2. Minimize casualities among civilians in so far as this is compatible with rule 1
3. Maximize casualities among enemy forces.
All three rules are followed fairly successfully; there are, according to the author, relatively few civilian casualities when recent wars are compared with those of the mid-century. And enemies are ruthlessly destroyed.

The problems lie in, first, the ordering of the priorities : should one's own soldiers have priority over civilians? There are good reasons for thinking they should not. And should enemy soldiers be subjected to full-scale slaughter, particularly when one's own soldiers take very few risks? Again, there are good reasons for thinking they should not.

In fact, the idea of the 'innocent civilian' (as opposed to the guilty conscript soldier?) is highly problematic.

On preview, languagehat has addressed the suppositions of those who do not see the article as being against war.
posted by TimothyMason at 5:54 AM on June 23, 2005

"Risk transfer militarism" could most probably be attributed to the rise in suicide attacks, like, say, the WTC on 9/11. It's my ketchup packet theory, push it down in one place and it will rise up in another.
posted by nofundy at 6:23 AM on June 23, 2005

We have truly come a long way from the foundation principal of our nation that we should not even permit our government to have the capability to wage offensive war*! At least they knew then that it would be hard to pull off. Sad really.

* Federalist Paper #34, Alexander Hamilton:

Admitting that we ought to try the novel and absurd experiment in politics of tying up the hands of government from offensive war founded upon reasons of state, yet certainly we ought not to disable it from guarding the community against the ambition or enmity of other nations.

posted by Pollomacho at 6:40 AM on June 23, 2005

nofundy, the best analogy I've come up with is attacking anthills with army boots. You can do a lot of stomping and kill a lot of ants, but unless you have just a massive, overwhelming number of guys in boots, you'll never, never get all of them. And they come back very quickly.

Our present low force commitment is exactly the wrong strategy against terrorists. We're running around, stomping antills, and boasting about it, but for SOME reason, we just keep getting bitten.....
posted by Malor at 6:50 AM on June 23, 2005

"Risk transfer militarism" could most probably be attributed to the rise in suicide attacks

It was already kicking with the big air-raids of WWII - fire-bombing of Hamburg, Dresden and Tokyo, for example, and, of course, Hiroshima and Nagasaki.
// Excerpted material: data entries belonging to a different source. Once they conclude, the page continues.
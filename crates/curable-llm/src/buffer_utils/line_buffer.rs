use anyhow::Result;
use std::collections::VecDeque;

/// Line buffer for SSE frames that arrive split across network chunks
pub struct SseLineBuffer {
    buffer: VecDeque<u8>,
}

impl SseLineBuffer {
    /// Create a new buffer with specified capacity
    pub fn with_capacity(capacity: usize) -> Self {
        Self {
            buffer: VecDeque::with_capacity(capacity),
        }
    }

    /// Add bytes to the buffer
    pub fn extend(&mut self, bytes: &[u8]) {
        self.buffer.extend(bytes);
    }

    /// Extract next line (up to \n) from buffer, trimmed.
    /// Returns None if no complete line is available
    pub fn next_line(&mut self) -> Option<Result<String>> {
        // Find newline position
        let newline_pos = self.buffer.iter().position(|&b| b == b'\n')?;

        let line_bytes: Vec<u8> = self.buffer.drain(..=newline_pos).collect();

        // Convert to UTF-8 string
        match std::str::from_utf8(&line_bytes) {
            Ok(line_str) => Some(Ok(line_str.trim().to_string())),
            Err(e) => Some(Err(anyhow::anyhow!("Invalid UTF-8: {}", e))),
        }
    }

    /// Current buffer size
    pub fn len(&self) -> usize {
        self.buffer.len()
    }

    /// Check if buffer is empty
    pub fn is_empty(&self) -> bool {
        self.buffer.is_empty()
    }
}
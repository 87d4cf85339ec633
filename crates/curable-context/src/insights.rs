//! Threshold rules turning numeric health fields into short insight phrases.

use curable_persist::{MentalHealthAssessment, MetricRating, WeeklyCheckin};

use crate::records::PatientRecords;

/// A rating at or below this is flagged
pub const LOW_RATING_THRESHOLD: u8 = 3;

/// A rating at or above this is flagged
pub const HIGH_RATING_THRESHOLD: u8 = 8;

/// Minimum change between the two latest check-ins reported as a trend
pub const TREND_DELTA_THRESHOLD: u8 = 3;

/// Average nightly sleep below this many hours is flagged
pub const SHORT_SLEEP_HOURS: f64 = 6.0;

/// Mood scores at or below this are flagged
pub const LOW_MOOD_SCORE: u8 = 3;

pub const GENERIC_GREETING: &str =
    "Hi! I'm Curable, your health companion. How are you feeling today?";

pub const FOLLOW_UP_QUESTION: &str = "Would you like to talk about how this has been affecting you?";

/// Rated check-in metrics
#[derive(Debug, Clone, Copy, PartialEq, Eq)]
pub enum Metric {
    SleepQuality,
    Energy,
    Stress,
    Mood,
}

impl Metric {
    pub const ALL: [Metric; 4] = [Metric::SleepQuality, Metric::Energy, Metric::Stress, Metric::Mood];

    pub fn label(&self) -> &'static str {
        match self {
            Self::SleepQuality => "sleep quality",
            Self::Energy => "energy",
            Self::Stress => "stress",
            Self::Mood => "mood",
        }
    }

    pub fn of<'a>(&self, checkin: &'a WeeklyCheckin) -> &'a MetricRating {
        match self {
            Self::SleepQuality => &checkin.sleep_quality,
            Self::Energy => &checkin.energy,
            Self::Stress => &checkin.stress,
            Self::Mood => &checkin.mood,
        }
    }
}

/// Phrase for a change of at least `TREND_DELTA_THRESHOLD` between two check-ins
pub fn trend_phrase(metric: Metric, latest: &WeeklyCheckin, previous: &WeeklyCheckin) -> Option<String> {
    let now = metric.of(latest).rating?;
    let before = metric.of(previous).rating?;

    if now.abs_diff(before) < TREND_DELTA_THRESHOLD {
        return None;
    }

    let direction = if now > before { "rose" } else { "dropped" };
    Some(format!(
        "{} {} from {} to {} since your last check-in",
        metric.label(),
        direction,
        before,
        now
    ))
}

fn rating_phrase(metric: Metric, checkin: &WeeklyCheckin) -> Option<String> {
    let rating = metric.of(checkin).rating?;
    if rating <= LOW_RATING_THRESHOLD {
        Some(format!("your {} rating was low at {}/10", metric.label(), rating))
    } else if rating >= HIGH_RATING_THRESHOLD {
        Some(format!("your {} rating was high at {}/10", metric.label(), rating))
    } else {
        None
    }
}

fn mental_health_signals(assessment: &MentalHealthAssessment) -> Vec<String> {
    let mut phrases = Vec::new();
    if let Some(score) = assessment.mood_score.filter(|s| *s <= LOW_MOOD_SCORE) {
        phrases.push(format!("your mood score was {}/10", score));
    }
    if assessment.stress_anxiety_overwhelm == Some(true) {
        phrases.push("you have been feeling overwhelmed by stress or anxiety".to_string());
    }
    phrases
}

/// Insight phrases for the user's records, most pressing first:
/// urgent mental-health flags, trends, flagged ratings, short sleep, then
/// remaining mental-health signals.
pub fn derive_insights(records: &PatientRecords) -> Vec<String> {
    let mut insights = Vec::new();
    let mental = records.latest_mental_health();
    if mental.is_some_and(|m| m.is_flagged_urgent == Some(true)) {
        insights.push("your last mental health check-in was flagged as urgent".to_string());
    }

    if let Some(latest) = records.latest_checkin() {
        if let Some(previous) = records.previous_checkin() {
            insights.extend(
                Metric::ALL
                    .iter()
                    .filter_map(|metric| trend_phrase(*metric, latest, previous)),
            );
        }

        insights.extend(Metric::ALL.iter().filter_map(|metric| rating_phrase(*metric, latest)));

        if let Some(hours) = latest.average_sleep_hours.filter(|h| *h < SHORT_SLEEP_HOURS) {
            insights.push(format!("you have been averaging only {} hours of sleep", hours));
        }
    }

    if let Some(assessment) = mental {
        insights.extend(mental_health_signals(assessment));
    }
    insights
}

/// Opening message built from the first one or two insights
pub fn build_greeting(insights: &[String]) -> String {
    match insights {
        [] => GENERIC_GREETING.to_string(),
        [only] => format!("Hi! I noticed that {}. {}", only, FOLLOW_UP_QUESTION),
        [first, second, ..] => format!(
            "Hi! I noticed that {} and that {}. {}",
            first, second, FOLLOW_UP_QUESTION
        ),
    }
}

#[cfg(test)]
mod tests {
    use super::*;
    use chrono::{Duration, Utc};

    fn checkin(stress: u8, energy: u8, days_ago: i64) -> WeeklyCheckin {
        let mut checkin = WeeklyCheckin::new("u1", Utc::now() - Duration::days(days_ago));
        checkin.stress = MetricRating::rated(stress);
        checkin.energy = MetricRating::rated(energy);
        checkin
    }

    #[test]
    fn test_trend_names_both_values_and_direction() {
        let previous = checkin(3, 8, 7);
        let latest = checkin(8, 4, 0);

        assert_eq!(
            trend_phrase(Metric::Stress, &latest, &previous).as_deref(),
            Some("stress rose from 3 to 8 since your last check-in")
        );
        assert_eq!(
            trend_phrase(Metric::Energy, &latest, &previous).as_deref(),
            Some("energy dropped from 8 to 4 since your last check-in")
        );
    }

    #[test]
    fn test_change_below_threshold_is_not_a_trend() {
        let previous = checkin(5, 5, 7);
        let latest = checkin(7, 3, 0);

        assert!(trend_phrase(Metric::Stress, &latest, &previous).is_none());
        assert!(trend_phrase(Metric::Energy, &latest, &previous).is_none());
    }

    #[test]
    fn test_change_exactly_at_threshold_is_a_trend() {
        let previous = checkin(4, 5, 7);
        let latest = checkin(7, 5, 0);
        assert!(trend_phrase(Metric::Stress, &latest, &previous).is_some());
    }

    #[test]
    fn test_missing_rating_yields_no_trend() {
        let previous = WeeklyCheckin::new("u1", Utc::now() - Duration::days(7));
        let latest = checkin(9, 5, 0);
        assert!(trend_phrase(Metric::Stress, &latest, &previous).is_none());
    }

    #[test]
    fn test_threshold_ratings_flagged() {
        let records = PatientRecords {
            checkins: vec![checkin(3, 8, 0)],
            ..Default::default()
        };

        assert_eq!(
            derive_insights(&records),
            vec![
                "your energy rating was high at 8/10".to_string(),
                "your stress rating was low at 3/10".to_string(),
            ]
        );
    }

    #[test]
    fn test_urgent_mental_health_comes_first() {
        let mut assessment = MentalHealthAssessment::new("u1", Utc::now());
        assessment.is_flagged_urgent = Some(true);
        assessment.mood_score = Some(2);

        let records = PatientRecords {
            checkins: vec![checkin(9, 5, 0)],
            mental_health: vec![assessment],
            ..Default::default()
        };

        let insights = derive_insights(&records);
        assert_eq!(insights[0], "your last mental health check-in was flagged as urgent");
        assert_eq!(insights[1], "your stress rating was high at 9/10");
        assert_eq!(insights[2], "your mood score was 2/10");
    }

    #[test]
    fn test_short_sleep_flagged() {
        let mut latest = checkin(5, 5, 0);
        latest.average_sleep_hours = Some(5.5);
        let records = PatientRecords {
            checkins: vec![latest],
            ..Default::default()
        };

        assert_eq!(
            derive_insights(&records),
            vec!["you have been averaging only 5.5 hours of sleep".to_string()]
        );
    }

    #[test]
    fn test_greeting_uses_at_most_two_insights() {
        assert_eq!(build_greeting(&[]), GENERIC_GREETING);

        let insights = vec![
            "stress rose from 3 to 8 since your last check-in".to_string(),
            "your energy rating was low at 2/10".to_string(),
            "your mood score was 3/10".to_string(),
        ];
        let greeting = build_greeting(&insights);
        assert!(greeting.starts_with("Hi! I noticed that stress rose from 3 to 8"));
        assert!(greeting.contains("and that your energy rating was low at 2/10"));
        assert!(!greeting.contains("mood score"));
        assert!(greeting.ends_with(FOLLOW_UP_QUESTION));
    }
}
While it could be argued -and Lynn, for one, does so - that the bombing of Japan was partly in response to the suicidal culture of the Japanese military, this doesn't work for the German bombings.
posted by TimothyMason at 7:23 AM on June 23, 2005

Hell, it was already kicking with Sherman's march through Georgia.
posted by languagehat at 12:30 PM on June 23, 2005

so this article lines up alongside Bill Maher's assessment that the United States fights wars in a cowardly fashion?

at the very least in a way that's terribly disingenous to the peoples the US is 'bringing democracy' to?

I agree with the assessment that if a war can't politically survive military casualties, there is no legitimate political justification for war, and pursuing the hell of armed conflict is probably only going to make what was a bad diplomatic situation worse.
posted by eustatic at 2:22 PM on June 23, 2005

I wonder how accurate his other civilian causalty estimates are -- epi studies published after this article estimate iraqs causalty count at an order of magnitude higher.